Start of Block

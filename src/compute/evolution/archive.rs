//! Program archive for saving evolved programs to disk.

use std::fs;
use std::io;
use std::path::{Path, PathBuf};

use crate::compute::Program;

/// Directory that receives per-generation program snapshots.
#[derive(Debug, Clone)]
pub struct ProgramArchive {
    output_dir: PathBuf,
}

impl ProgramArchive {
    /// Create the archive, creating `dir` if needed.
    pub fn new<P: AsRef<Path>>(dir: P) -> io::Result<Self> {
        let output_dir = dir.as_ref().to_path_buf();
        fs::create_dir_all(&output_dir)?;
        Ok(Self { output_dir })
    }

    /// Path of the snapshot for `generation`.
    pub fn generation_path(&self, generation: usize) -> PathBuf {
        self.output_dir.join(format!("gen{generation}.txt"))
    }

    /// Save the best program of a generation as `gen<N>.txt`.
    pub fn save_generation(&self, generation: usize, program: &Program) -> io::Result<PathBuf> {
        let path = self.generation_path(generation);
        save_program(&path, program)?;
        Ok(path)
    }
}

/// Write a program in text format to `path`, replacing any existing file.
pub fn save_program<P: AsRef<Path>>(path: P, program: &Program) -> io::Result<()> {
    fs::write(path, program.serialize())
}

#[cfg(test)]
mod tests {
    use super::*;
    use rand::SeedableRng;
    use rand::rngs::StdRng;

    #[test]
    fn test_save_program() {
        let dir = tempfile::tempdir().unwrap();
        let path = dir.path().join("best.txt");
        let program = Program::random(5, &mut StdRng::seed_from_u64(42));

        save_program(&path, &program).unwrap();

        let text = fs::read_to_string(&path).unwrap();
        assert_eq!(text, program.to_string());
        assert_eq!(text.lines().count(), 45);
    }

    #[test]
    fn test_archive_creates_directory() {
        let dir = tempfile::tempdir().unwrap();
        let nested = dir.path().join("runs").join("a");
        let archive = ProgramArchive::new(&nested).unwrap();
        assert!(nested.is_dir());

        let program = Program::random(3, &mut StdRng::seed_from_u64(1));
        let path = archive.save_generation(7, &program).unwrap();
        assert_eq!(path, nested.join("gen7.txt"));
        assert_eq!(fs::read_to_string(path).unwrap(), program.serialize());
    }

    #[test]
    fn test_save_into_missing_directory_fails() {
        let dir = tempfile::tempdir().unwrap();
        let path = dir.path().join("missing").join("best.txt");
        let program = Program::random(2, &mut StdRng::seed_from_u64(2));
        assert!(save_program(path, &program).is_err());
    }
}
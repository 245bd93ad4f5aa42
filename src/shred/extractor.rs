use crate::error::Result;
use crate::shred::spec::{SpecSet, TableSchema};
use crate::shred::validate::{AcceptAll, RecordValidator};
use crate::shred::walker::Walker;
use crate::types::{Extraction, ResultSet, ShredConfig};
use serde_json::Value;
use tracing::info;

/// Shreds documents into table rows using specs compiled once up front
pub struct Extractor<V = AcceptAll> {
    specs: SpecSet,
    validator: V,
    config: ShredConfig,
}

impl Extractor<AcceptAll> {
    /// An extractor that accepts every assembled record
    pub fn accepting(schemas: &[TableSchema]) -> Result<Self> {
        Self::new(schemas, AcceptAll)
    }
}

impl<V: RecordValidator> Extractor<V> {
    pub fn new(schemas: &[TableSchema], validator: V) -> Result<Self> {
        Self::with_config(schemas, validator, ShredConfig::default())
    }

    pub fn with_config(schemas: &[TableSchema], validator: V, config: ShredConfig) -> Result<Self> {
        let specs = SpecSet::compile(schemas)?;
        info!(tables = specs.len(), "compiled table specs");
        Ok(Extractor {
            specs,
            validator,
            config,
        })
    }

    pub fn specs(&self) -> &SpecSet {
        &self.specs
    }

    pub fn config(&self) -> &ShredConfig {
        &self.config
    }

    /// Shred a single document; a top-level array is walked as one document
    pub fn parse(&self, document: &Value) -> Result<Extraction> {
        self.parse_batch(std::slice::from_ref(document))
    }

    /// Shred each document independently, accumulating rows and errors
    pub fn parse_batch(&self, documents: &[Value]) -> Result<Extraction> {
        let mut extraction = Extraction {
            results: self.empty_results(),
            errors: Vec::new(),
        };
        let walker = Walker::new(&self.specs, &self.validator, &self.config);
        for document in documents {
            walker.walk(document, &mut extraction.results, &mut extraction.errors)?;
        }
        Ok(extraction)
    }

    /// Shred an input value: a top-level array is a batch of documents,
    /// anything else is one document
    pub fn run(&self, input: &Value) -> Result<Extraction> {
        match input {
            Value::Array(documents) => self.parse_batch(documents),
            document => self.parse(document),
        }
    }

    fn empty_results(&self) -> ResultSet {
        ResultSet::with_tables(self.specs.iter().map(|s| s.name.clone()))
    }
}

#[cfg(test)]
mod tests {
    use super::*;
    use crate::shred::spec::FieldSchema;
    use crate::types::{FieldError, Record, Row};
    use crate::shred::spec::TableSpec;
    use serde_json::json;

    fn item_schemas() -> Vec<TableSchema> {
        vec![TableSchema::new("item")
            .field(FieldSchema::new("order_id", "root.id"))
            .field(FieldSchema::new("id", "root.items[*].id"))]
    }

    #[test]
    fn test_results_preseeded_with_every_table() {
        let extractor = Extractor::accepting(&item_schemas()).unwrap();
        let extraction = extractor.parse(&json!({"id": 1})).unwrap();

        assert_eq!(extraction.results.table_names().collect::<Vec<_>>(), vec!["item"]);
        assert!(extraction.results.rows("item").is_empty());
        assert!(extraction.is_clean());
    }

    #[test]
    fn test_run_treats_top_level_array_as_batch() {
        let extractor = Extractor::accepting(&item_schemas()).unwrap();
        let input = json!([
            {"id": "A", "items": [{"id": 1}, {"id": 2}]},
            {"id": "B", "items": [{"id": 3}]}
        ]);

        let extraction = extractor.run(&input).unwrap();
        let pairs: Vec<_> = extraction
            .results
            .rows("item")
            .iter()
            .map(|r| (r["order_id"].clone(), r["id"].clone()))
            .collect();
        assert_eq!(
            pairs,
            vec![(json!("A"), json!(1)), (json!("A"), json!(2)), (json!("B"), json!(3))]
        );

        // Walked as one document, the array elements live under root[i].
        let whole = extractor.parse(&input).unwrap();
        assert!(whole.results.rows("item").is_empty());
    }

    #[test]
    fn test_batch_does_not_leak_index_between_documents() {
        let extractor = Extractor::accepting(&item_schemas()).unwrap();
        let docs = vec![
            json!({"id": "A", "items": [{"id": 1}]}),
            json!({"items": [{"id": 2}]}),
        ];

        let extraction = extractor.parse_batch(&docs).unwrap();
        let rows = extraction.results.rows("item");
        assert_eq!(rows[0]["order_id"], json!("A"));
        assert_eq!(rows[1]["order_id"], Value::Null);
    }

    #[test]
    fn test_each_call_starts_fresh() {
        let extractor = Extractor::accepting(&item_schemas()).unwrap();
        let doc = json!({"id": "A", "items": [{"id": 1}]});

        let first = extractor.parse(&doc).unwrap();
        let second = extractor.parse(&doc).unwrap();
        assert_eq!(first, second);
        assert_eq!(second.results.rows("item").len(), 1);
    }

    #[test]
    fn test_custom_validator_failures_are_collected() {
        let reject_odd = |_: &TableSpec, record: Record| -> std::result::Result<Row, Vec<FieldError>> {
            match record.get("id").and_then(Value::as_i64) {
                Some(id) if id % 2 == 1 => Err(vec![FieldError::custom("id", "odd id")]),
                _ => Ok(record.into_row()),
            }
        };
        let extractor = Extractor::new(&item_schemas(), reject_odd).unwrap();
        let doc = json!({"id": "A", "items": [{"id": 1}, {"id": 2}, {"id": 3}]});

        let extraction = extractor.parse(&doc).unwrap();
        assert_eq!(extraction.results.rows("item").len(), 1);
        let failed: Vec<_> = extraction.errors.iter().map(|e| e.path.as_str()).collect();
        assert_eq!(failed, vec!["root.items[0]", "root.items[2]"]);
    }

    #[test]
    fn test_invalid_schema_is_rejected() {
        let schemas = vec![TableSchema::new("empty")];
        assert!(Extractor::accepting(&schemas).is_err());
    }
}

End of Block

• TASK PROMPT: If a line in the entries above contains "that", report it.

• SOLUTION:
/// Directory that receives per-generation program snapshots.
    /// An extractor that accepts every assembled record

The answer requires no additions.